- **Description of the task**:
Within the entries below, find each line containing the word "failed" and copy it.

Top of Supplied material

// crates/nostrust-reputation/src/fetch.rs
//
// Degrading lookups: a failed fetch is logged and read as an empty set so one
// unreachable identity never aborts a pass.

use futures::stream::{self, StreamExt};
use tracing::{debug, warn};

use nostrust_core::{Identity, SocialGraphSource};

/// Which relation of the social graph to read.
#[derive(Debug, Clone, Copy, PartialEq, Eq)]
pub(crate) enum Relation {
    Follows,
    Mutes,
    Reports,
    ReportedBy,
    Reposts,
}

impl Relation {
    fn label(self) -> &'static str {
        match self {
            Relation::Follows => "follows",
            Relation::Mutes => "mutes",
            Relation::Reports => "reports",
            Relation::ReportedBy => "reported-by",
            Relation::Reposts => "reposts",
        }
    }
}

/// Fetch one relation, reading any failure as "no data".
pub(crate) async fn fetch_or_empty<S: SocialGraphSource + ?Sized>(
    source: &S,
    relation: Relation,
    identity: &Identity,
) -> Vec<Identity> {
    let result = match relation {
        Relation::Follows => source.get_follows(identity).await,
        Relation::Mutes => source.get_mutes(identity).await,
        Relation::Reports => source.get_reports(identity).await,
        Relation::ReportedBy => source.get_reported_by(identity).await,
        Relation::Reposts => source.get_reposts(identity).await,
    };
    match result {
        Ok(set) => {
            debug!(relation = relation.label(), %identity, count = set.len(), "fetched");
            set
        }
        Err(e) => {
            warn!(
                relation = relation.label(),
                %identity,
                "lookup failed, treating as empty: {}",
                e
            );
            Vec::new()
        }
    }
}

/// Fetch one relation for many identities with at most `concurrency`
/// lookups in flight. Results come back in the order of `identities`.
pub(crate) async fn fetch_many<S: SocialGraphSource + ?Sized>(
    source: &S,
    relation: Relation,
    identities: &[Identity],
    concurrency: usize,
) -> Vec<Vec<Identity>> {
    stream::iter(identities.iter().map(|id| fetch_or_empty(source, relation, id)))
        .buffered(concurrency.max(1))
        .collect()
        .await
}

#[cfg(test)]
mod tests {
    use super::*;
    use nostrust_core::MemoryGraph;

    fn id(n: u8) -> Identity {
        Identity::from_bytes([n; 32])
    }

    #[tokio::test]
    async fn failures_degrade_to_empty() {
        let graph = MemoryGraph::new()
            .with_mutes(id(1), [id(5)])
            .with_mutes(id(2), [id(6)])
            .with_unreachable(id(2));
        let sets = fetch_many(&graph, Relation::Mutes, &[id(1), id(2)], 4).await;
        assert_eq!(sets, vec![vec![id(5)], vec![]]);
    }

    #[tokio::test]
    async fn results_keep_input_order() {
        let graph = MemoryGraph::new()
            .with_reposts(id(1), [id(7), id(7)])
            .with_reposts(id(3), [id(8)]);
        let sets = fetch_many(&graph, Relation::Reposts, &[id(3), id(2), id(1)], 2).await;
        assert_eq!(sets, vec![vec![id(8)], vec![], vec![id(7), id(7)]]);
    }
}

Bottom of Supplied material

- **Expected output**:
// Degrading lookups: a failed fetch is logged and read as an empty set so one
                "lookup failed, treating as empty: {}",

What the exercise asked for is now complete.